The sine qua non of an action of this nature is proof of both a defect in defendant’s product and that due to this defect plaintiff was injured. It is admitted that “ the plaintiffs have not yet conducted a bacteriological examination [of the contents of plaintiff Joyce Galumbcclt’s stomach].” No explanation as to why this has not been done, or how it may still, at this late date, be done, is offered.
Further, though the court in the interest of justice afforded plaintiffs the opportunity to supply a supplemental affidavit of a physician which would furnish a basis in fact for causally linking the defendants’ product with the alleged resultant condition, the affidavit submitted merely reiterates the hearsay statement of ingestion of the product and the presence of a condition, *114. i.e., food poisoning. No claim or assertion is supplied medically linking the two.

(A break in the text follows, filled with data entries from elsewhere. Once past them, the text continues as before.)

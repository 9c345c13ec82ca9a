use anyhow::Result;
use axum::body::Body;
use axum::http::{Request, StatusCode};
use serde_json::Value;
use std::sync::Arc;
use tower::ServiceExt;

use rajai_engine::aggregate::build_snapshot;
use rajai_engine::config::{Config, DataConfig, ServerConfig};
use rajai_engine::server::{create_server, AppState};
use rajai_engine::snapshot::SnapshotHandle;
use rajai_engine::types::{CensusRow, RawEstablishmentRecord};

fn record(bairro: &str, grupo: &str, cnae: &str, qty: &str) -> RawEstablishmentRecord {
    RawEstablishmentRecord {
        bairro: bairro.to_string(),
        classificacao_grupo: grupo.to_string(),
        classificacao_cnae: cnae.to_string(),
        quantidade: qty.to_string(),
        populacao: None,
    }
}

fn test_state() -> Arc<AppState> {
    let records = vec![
        record("Copacabana", "Ultraprocessado", "Lojas de conveniência", "10"),
        record("Copacabana", "In natura", "Feira livre", "5"),
        record("Tijuca", "In natura", "Feira livre", "3"),
    ];
    let census = vec![
        CensusRow {
            nome: "Copacabana".to_string(),
            shape_area: Some("4100000".to_string()),
            populacao: Some("150000".to_string()),
        },
        CensusRow {
            nome: "Tijuca".to_string(),
            shape_area: Some("10000000".to_string()),
            populacao: Some("160000".to_string()),
        },
    ];
    let snapshot = build_snapshot(&records, &census);
    Arc::new(AppState {
        snapshots: SnapshotHandle::new(snapshot),
        config: Config {
            data: DataConfig {
                estabelecimentos_csv: "dados/dados.csv".to_string(),
                censo_csv: "dados/Censo_2022.csv".to_string(),
            },
            server: ServerConfig::default(),
        },
    })
}

async fn get_json(uri: &str) -> Result<(StatusCode, Value)> {
    let app = create_server(test_state());
    let response = app
        .oneshot(Request::builder().uri(uri).body(Body::empty())?)
        .await?;
    let status = response.status();
    let bytes = hyper::body::to_bytes(response.into_body()).await?;
    let value: Value = if bytes.is_empty() {
        Value::Null
    } else {
        serde_json::from_slice(&bytes).unwrap_or(Value::String(
            String::from_utf8_lossy(&bytes).to_string(),
        ))
    };
    Ok((status, value))
}

#[tokio::test]
async fn health_reports_ok() -> Result<()> {
    let (status, body) = get_json("/health").await?;
    assert_eq!(status, StatusCode::OK);
    assert_eq!(body["status"], "healthy");
    Ok(())
}

#[tokio::test]
async fn catalogo_lists_datasets_and_metrics() -> Result<()> {
    let (status, body) = get_json("/api/v1/geo/bairros/catalogo").await?;
    assert_eq!(status, StatusCode::OK);
    assert!(body["datasets"].as_array().unwrap().len() >= 6);
    let metrics: Vec<&str> = body["metrics"]
        .as_array()
        .unwrap()
        .iter()
        .map(|m| m.as_str().unwrap())
        .collect();
    assert!(metrics.contains(&"total_ultraprocessado"));
    assert!(metrics.contains(&"densidade_total_por_10k"));
    Ok(())
}

#[tokio::test]
async fn tooltip_returns_totals_and_breakdown() -> Result<()> {
    // Path parameter goes through the normalizer
    let (status, body) = get_json("/api/v1/geo/bairros/copacabana/tooltip").await?;
    assert_eq!(status, StatusCode::OK);
    assert_eq!(body["meta"]["bairro"], "COPACABANA");
    assert_eq!(body["populacao"], 150_000);
    assert_eq!(body["totais"]["total"], 15.0);
    assert_eq!(body["totais"]["total_ultraprocessado"], 10.0);
    assert_eq!(body["totais"]["densidade_total_por_10k"], 1.0);
    assert!(body["totais"]["percentil_densidade_total_por_10k"].is_number());
    let ultra = body["breakdown"]["Ultraprocessado"].as_array().unwrap();
    assert_eq!(ultra[0]["classificacao_cnae"], "Lojas de conveniência");
    assert_eq!(ultra[0]["quantidade"], 10);
    Ok(())
}

#[tokio::test]
async fn tooltip_unknown_bairro_is_404() -> Result<()> {
    let (status, _) = get_json("/api/v1/geo/bairros/atlantida/tooltip").await?;
    assert_eq!(status, StatusCode::NOT_FOUND);
    Ok(())
}

#[tokio::test]
async fn choropleth_rejects_unknown_metric() -> Result<()> {
    let (status, _) = get_json("/api/v1/geo/bairros/choropleth?metric=nao_existe").await?;
    assert_eq!(status, StatusCode::BAD_REQUEST);

    let (status, body) = get_json("/api/v1/geo/bairros/choropleth?metric=total").await?;
    assert_eq!(status, StatusCode::OK);
    assert_eq!(body["meta"]["metric"], "total");
    assert_eq!(body["data"].as_array().unwrap().len(), 2);
    Ok(())
}

#[tokio::test]
async fn dataset_listing_filters_and_pages() -> Result<()> {
    let (status, body) = get_json("/api/v1/dados/feiras-livres").await?;
    assert_eq!(status, StatusCode::OK);
    assert_eq!(body["meta"]["total"], 2);

    let (_, body) = get_json("/api/v1/dados/feiras-livres?bairro=Tijuca").await?;
    assert_eq!(body["meta"]["total"], 1);
    assert_eq!(body["data"][0]["bairro"], "TIJUCA");

    let (_, body) = get_json("/api/v1/dados/feiras-livres?offset=5").await?;
    assert_eq!(body["meta"]["total"], 2);
    assert_eq!(body["data"].as_array().unwrap().len(), 0);

    let (status, _) = get_json("/api/v1/dados/tabela_errada").await?;
    assert_eq!(status, StatusCode::NOT_FOUND);
    Ok(())
}

#[tokio::test]
async fn dataset_summary_sums_numeric_fields() -> Result<()> {
    let (status, body) = get_json("/api/v1/dados/feiras-livres/resumo").await?;
    assert_eq!(status, StatusCode::OK);
    assert_eq!(body["somas"]["quantidade"], 8.0);
    assert!(body["somas"]["bairro"].is_null());
    Ok(())
}

#[tokio::test]
async fn rollup_reports_group_shares() -> Result<()> {
    let (status, body) = get_json("/api/v1/geo/bairros/rollup").await?;
    assert_eq!(status, StatusCode::OK);
    assert_eq!(body["total"], 18);
    let grupos = body["grupos"].as_array().unwrap();
    let ultra = grupos
        .iter()
        .find(|g| g["grupo"] == "Ultraprocessado")
        .unwrap();
    assert_eq!(ultra["total"], 10);
    Ok(())
}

The plaintiffs thus have failed to come forward with facts that would raise issues as to the existence of any defect, in the ingested substance, which might give rise to the condition complained of and thus upon this motion have failed to establish a basic showing, cognizable in law. (Pendola v. M. & S. Cafeteria, 206 Misc. 595; Weinberg v. Doelger Brewing Co., 174 N. Y. S. 69; Shamon v. Adelman, N. Y. L. J., June 21,1962, p. 13, col. 6.)